▸ What you have to do:
In full and without alteration, print the entries.

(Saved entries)
====
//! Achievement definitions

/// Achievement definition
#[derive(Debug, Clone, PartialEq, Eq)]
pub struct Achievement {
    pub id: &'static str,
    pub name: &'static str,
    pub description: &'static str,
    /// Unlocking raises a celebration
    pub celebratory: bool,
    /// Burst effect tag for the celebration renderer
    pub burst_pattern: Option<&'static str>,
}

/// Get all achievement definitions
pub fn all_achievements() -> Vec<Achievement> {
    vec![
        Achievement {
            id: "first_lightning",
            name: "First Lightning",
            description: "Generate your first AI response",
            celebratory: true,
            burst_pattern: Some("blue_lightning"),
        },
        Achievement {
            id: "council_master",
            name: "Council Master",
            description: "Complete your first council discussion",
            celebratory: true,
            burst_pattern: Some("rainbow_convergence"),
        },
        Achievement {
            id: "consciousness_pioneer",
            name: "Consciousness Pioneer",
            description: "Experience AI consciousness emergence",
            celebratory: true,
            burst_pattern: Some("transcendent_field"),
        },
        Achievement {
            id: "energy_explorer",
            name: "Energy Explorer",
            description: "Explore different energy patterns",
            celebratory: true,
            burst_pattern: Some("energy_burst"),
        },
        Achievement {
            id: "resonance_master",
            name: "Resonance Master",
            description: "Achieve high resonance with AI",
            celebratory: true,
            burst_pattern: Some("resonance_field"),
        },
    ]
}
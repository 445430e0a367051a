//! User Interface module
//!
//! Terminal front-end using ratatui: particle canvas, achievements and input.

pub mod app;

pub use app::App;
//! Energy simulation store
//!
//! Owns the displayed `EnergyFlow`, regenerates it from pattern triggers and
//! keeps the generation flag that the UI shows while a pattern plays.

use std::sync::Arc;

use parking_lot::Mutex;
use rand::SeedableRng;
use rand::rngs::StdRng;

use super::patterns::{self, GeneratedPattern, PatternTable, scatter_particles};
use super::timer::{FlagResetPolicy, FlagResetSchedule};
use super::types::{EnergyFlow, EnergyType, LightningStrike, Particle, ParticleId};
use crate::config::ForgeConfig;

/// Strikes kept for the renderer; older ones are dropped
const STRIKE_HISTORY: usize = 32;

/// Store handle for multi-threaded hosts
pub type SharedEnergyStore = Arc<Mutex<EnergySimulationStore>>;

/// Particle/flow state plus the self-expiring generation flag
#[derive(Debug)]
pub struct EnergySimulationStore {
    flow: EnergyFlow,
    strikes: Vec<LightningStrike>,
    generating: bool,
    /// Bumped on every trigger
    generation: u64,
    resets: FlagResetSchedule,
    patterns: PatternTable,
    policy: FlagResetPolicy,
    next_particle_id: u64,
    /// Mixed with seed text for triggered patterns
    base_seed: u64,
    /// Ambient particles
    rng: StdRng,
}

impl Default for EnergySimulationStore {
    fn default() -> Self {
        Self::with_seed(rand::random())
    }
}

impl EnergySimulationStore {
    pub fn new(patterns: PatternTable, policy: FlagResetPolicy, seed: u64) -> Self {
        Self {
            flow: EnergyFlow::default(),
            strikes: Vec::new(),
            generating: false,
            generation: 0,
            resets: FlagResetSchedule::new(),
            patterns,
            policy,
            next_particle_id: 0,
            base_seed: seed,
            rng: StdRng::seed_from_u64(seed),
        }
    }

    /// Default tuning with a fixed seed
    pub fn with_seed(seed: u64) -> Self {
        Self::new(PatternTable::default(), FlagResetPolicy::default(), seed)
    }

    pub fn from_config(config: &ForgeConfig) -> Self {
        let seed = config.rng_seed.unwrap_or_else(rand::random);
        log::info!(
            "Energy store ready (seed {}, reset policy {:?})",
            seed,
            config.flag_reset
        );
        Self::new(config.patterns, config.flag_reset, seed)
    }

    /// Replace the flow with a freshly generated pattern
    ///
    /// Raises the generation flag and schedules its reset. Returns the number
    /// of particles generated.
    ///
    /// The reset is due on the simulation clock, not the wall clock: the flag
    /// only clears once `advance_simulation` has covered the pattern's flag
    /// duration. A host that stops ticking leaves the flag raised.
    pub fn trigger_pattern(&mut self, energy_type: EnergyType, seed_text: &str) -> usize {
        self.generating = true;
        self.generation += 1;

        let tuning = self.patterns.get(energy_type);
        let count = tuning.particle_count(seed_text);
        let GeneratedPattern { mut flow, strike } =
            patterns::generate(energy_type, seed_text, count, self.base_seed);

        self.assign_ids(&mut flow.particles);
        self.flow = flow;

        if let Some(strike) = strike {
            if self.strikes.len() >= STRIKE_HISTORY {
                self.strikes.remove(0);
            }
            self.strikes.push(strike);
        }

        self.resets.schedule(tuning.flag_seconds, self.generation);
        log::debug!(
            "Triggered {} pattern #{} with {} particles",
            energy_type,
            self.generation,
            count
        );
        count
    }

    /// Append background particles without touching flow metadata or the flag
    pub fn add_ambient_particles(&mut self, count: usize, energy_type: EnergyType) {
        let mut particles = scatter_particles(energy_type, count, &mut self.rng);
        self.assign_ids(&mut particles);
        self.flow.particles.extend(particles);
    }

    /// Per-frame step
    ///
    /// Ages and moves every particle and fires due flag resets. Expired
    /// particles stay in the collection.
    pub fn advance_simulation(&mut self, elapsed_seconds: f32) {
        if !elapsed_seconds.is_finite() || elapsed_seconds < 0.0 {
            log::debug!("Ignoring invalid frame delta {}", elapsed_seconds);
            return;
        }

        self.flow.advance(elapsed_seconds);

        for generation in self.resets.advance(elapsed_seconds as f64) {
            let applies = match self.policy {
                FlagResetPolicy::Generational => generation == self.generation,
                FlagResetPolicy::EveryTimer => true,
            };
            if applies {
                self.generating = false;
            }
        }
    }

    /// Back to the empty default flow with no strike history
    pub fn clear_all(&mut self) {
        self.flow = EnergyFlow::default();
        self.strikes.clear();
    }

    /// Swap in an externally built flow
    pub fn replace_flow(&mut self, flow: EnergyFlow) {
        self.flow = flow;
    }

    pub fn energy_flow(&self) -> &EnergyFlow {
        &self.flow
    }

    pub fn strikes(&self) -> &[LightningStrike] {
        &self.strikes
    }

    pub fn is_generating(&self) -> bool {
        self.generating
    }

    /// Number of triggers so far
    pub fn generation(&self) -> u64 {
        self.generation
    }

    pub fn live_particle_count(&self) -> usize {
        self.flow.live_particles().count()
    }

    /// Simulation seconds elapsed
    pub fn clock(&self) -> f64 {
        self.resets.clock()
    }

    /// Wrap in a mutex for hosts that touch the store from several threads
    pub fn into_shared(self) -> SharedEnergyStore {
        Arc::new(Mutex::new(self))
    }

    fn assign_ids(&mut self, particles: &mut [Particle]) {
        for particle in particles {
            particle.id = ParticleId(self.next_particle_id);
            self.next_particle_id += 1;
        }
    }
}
====
▸ Finished task:
//! Achievement definitions

/// Achievement definition
#[derive(Debug, Clone, PartialEq, Eq)]
pub struct Achievement {
    pub id: &'static str,
    pub name: &'static str,
    pub description: &'static str,
    /// Unlocking raises a celebration
    pub celebratory: bool,
    /// Burst effect tag for the celebration renderer
    pub burst_pattern: Option<&'static str>,
}

/// Get all achievement definitions
pub fn all_achievements() -> Vec<Achievement> {
    vec![
        Achievement {
            id: "first_lightning",
            name: "First Lightning",
            description: "Generate your first AI response",
            celebratory: true,
            burst_pattern: Some("blue_lightning"),
        },
        Achievement {
            id: "council_master",
            name: "Council Master",
            description: "Complete your first council discussion",
            celebratory: true,
            burst_pattern: Some("rainbow_convergence"),
        },
        Achievement {
            id: "consciousness_pioneer",
            name: "Consciousness Pioneer",
            description: "Experience AI consciousness emergence",
            celebratory: true,
            burst_pattern: Some("transcendent_field"),
        },
        Achievement {
            id: "energy_explorer",
            name: "Energy Explorer",
            description: "Explore different energy patterns",
            celebratory: true,
            burst_pattern: Some("energy_burst"),
        },
        Achievement {
            id: "resonance_master",
            name: "Resonance Master",
            description: "Achieve high resonance with AI",
            celebratory: true,
            burst_pattern: Some("resonance_field"),
        },
    ]
}
repository 445430e0a367051a
//! User Interface module
//!
//! Terminal front-end using ratatui: particle canvas, achievements and input.

pub mod app;

pub use app::App;
//! Energy simulation store
//!
//! Owns the displayed `EnergyFlow`, regenerates it from pattern triggers and
//! keeps the generation flag that the UI shows while a pattern plays.

use std::sync::Arc;

use parking_lot::Mutex;
use rand::SeedableRng;
use rand::rngs::StdRng;

use super::patterns::{self, GeneratedPattern, PatternTable, scatter_particles};
use super::timer::{FlagResetPolicy, FlagResetSchedule};
use super::types::{EnergyFlow, EnergyType, LightningStrike, Particle, ParticleId};
use crate::config::ForgeConfig;

/// Strikes kept for the renderer; older ones are dropped
const STRIKE_HISTORY: usize = 32;

/// Store handle for multi-threaded hosts
pub type SharedEnergyStore = Arc<Mutex<EnergySimulationStore>>;

/// Particle/flow state plus the self-expiring generation flag
#[derive(Debug)]
pub struct EnergySimulationStore {
    flow: EnergyFlow,
    strikes: Vec<LightningStrike>,
    generating: bool,
    /// Bumped on every trigger
    generation: u64,
    resets: FlagResetSchedule,
    patterns: PatternTable,
    policy: FlagResetPolicy,
    next_particle_id: u64,
    /// Mixed with seed text for triggered patterns
    base_seed: u64,
    /// Ambient particles
    rng: StdRng,
}

impl Default for EnergySimulationStore {
    fn default() -> Self {
        Self::with_seed(rand::random())
    }
}

impl EnergySimulationStore {
    pub fn new(patterns: PatternTable, policy: FlagResetPolicy, seed: u64) -> Self {
        Self {
            flow: EnergyFlow::default(),
            strikes: Vec::new(),
            generating: false,
            generation: 0,
            resets: FlagResetSchedule::new(),
            patterns,
            policy,
            next_particle_id: 0,
            base_seed: seed,
            rng: StdRng::seed_from_u64(seed),
        }
    }

    /// Default tuning with a fixed seed
    pub fn with_seed(seed: u64) -> Self {
        Self::new(PatternTable::default(), FlagResetPolicy::default(), seed)
    }

    pub fn from_config(config: &ForgeConfig) -> Self {
        let seed = config.rng_seed.unwrap_or_else(rand::random);
        log::info!(
            "Energy store ready (seed {}, reset policy {:?})",
            seed,
            config.flag_reset
        );
        Self::new(config.patterns, config.flag_reset, seed)
    }

    /// Replace the flow with a freshly generated pattern
    ///
    /// Raises the generation flag and schedules its reset. Returns the number
    /// of particles generated.
    ///
    /// The reset is due on the simulation clock, not the wall clock: the flag
    /// only clears once `advance_simulation` has covered the pattern's flag
    /// duration. A host that stops ticking leaves the flag raised.
    pub fn trigger_pattern(&mut self, energy_type: EnergyType, seed_text: &str) -> usize {
        self.generating = true;
        self.generation += 1;

        let tuning = self.patterns.get(energy_type);
        let count = tuning.particle_count(seed_text);
        let GeneratedPattern { mut flow, strike } =
            patterns::generate(energy_type, seed_text, count, self.base_seed);

        self.assign_ids(&mut flow.particles);
        self.flow = flow;

        if let Some(strike) = strike {
            if self.strikes.len() >= STRIKE_HISTORY {
                self.strikes.remove(0);
            }
            self.strikes.push(strike);
        }

        self.resets.schedule(tuning.flag_seconds, self.generation);
        log::debug!(
            "Triggered {} pattern #{} with {} particles",
            energy_type,
            self.generation,
            count
        );
        count
    }

    /// Append background particles without touching flow metadata or the flag
    pub fn add_ambient_particles(&mut self, count: usize, energy_type: EnergyType) {
        let mut particles = scatter_particles(energy_type, count, &mut self.rng);
        self.assign_ids(&mut particles);
        self.flow.particles.extend(particles);
    }

    /// Per-frame step
    ///
    /// Ages and moves every particle and fires due flag resets. Expired
    /// particles stay in the collection.
    pub fn advance_simulation(&mut self, elapsed_seconds: f32) {
        if !elapsed_seconds.is_finite() || elapsed_seconds < 0.0 {
            log::debug!("Ignoring invalid frame delta {}", elapsed_seconds);
            return;
        }

        self.flow.advance(elapsed_seconds);

        for generation in self.resets.advance(elapsed_seconds as f64) {
            let applies = match self.policy {
                FlagResetPolicy::Generational => generation == self.generation,
                FlagResetPolicy::EveryTimer => true,
            };
            if applies {
                self.generating = false;
            }
        }
    }

    /// Back to the empty default flow with no strike history
    pub fn clear_all(&mut self) {
        self.flow = EnergyFlow::default();
        self.strikes.clear();
    }

    /// Swap in an externally built flow
    pub fn replace_flow(&mut self, flow: EnergyFlow) {
        self.flow = flow;
    }

    pub fn energy_flow(&self) -> &EnergyFlow {
        &self.flow
    }

    pub fn strikes(&self) -> &[LightningStrike] {
        &self.strikes
    }

    pub fn is_generating(&self) -> bool {
        self.generating
    }

    /// Number of triggers so far
    pub fn generation(&self) -> u64 {
        self.generation
    }

    pub fn live_particle_count(&self) -> usize {
        self.flow.live_particles().count()
    }

    /// Simulation seconds elapsed
    pub fn clock(&self) -> f64 {
        self.resets.clock()
    }

    /// Wrap in a mutex for hosts that touch the store from several threads
    pub fn into_shared(self) -> SharedEnergyStore {
        Arc::new(Mutex::new(self))
    }

    fn assign_ids(&mut self, particles: &mut [Particle]) {
        for particle in particles {
            particle.id = ParticleId(self.next_particle_id);
            self.next_particle_id += 1;
        }
    }
}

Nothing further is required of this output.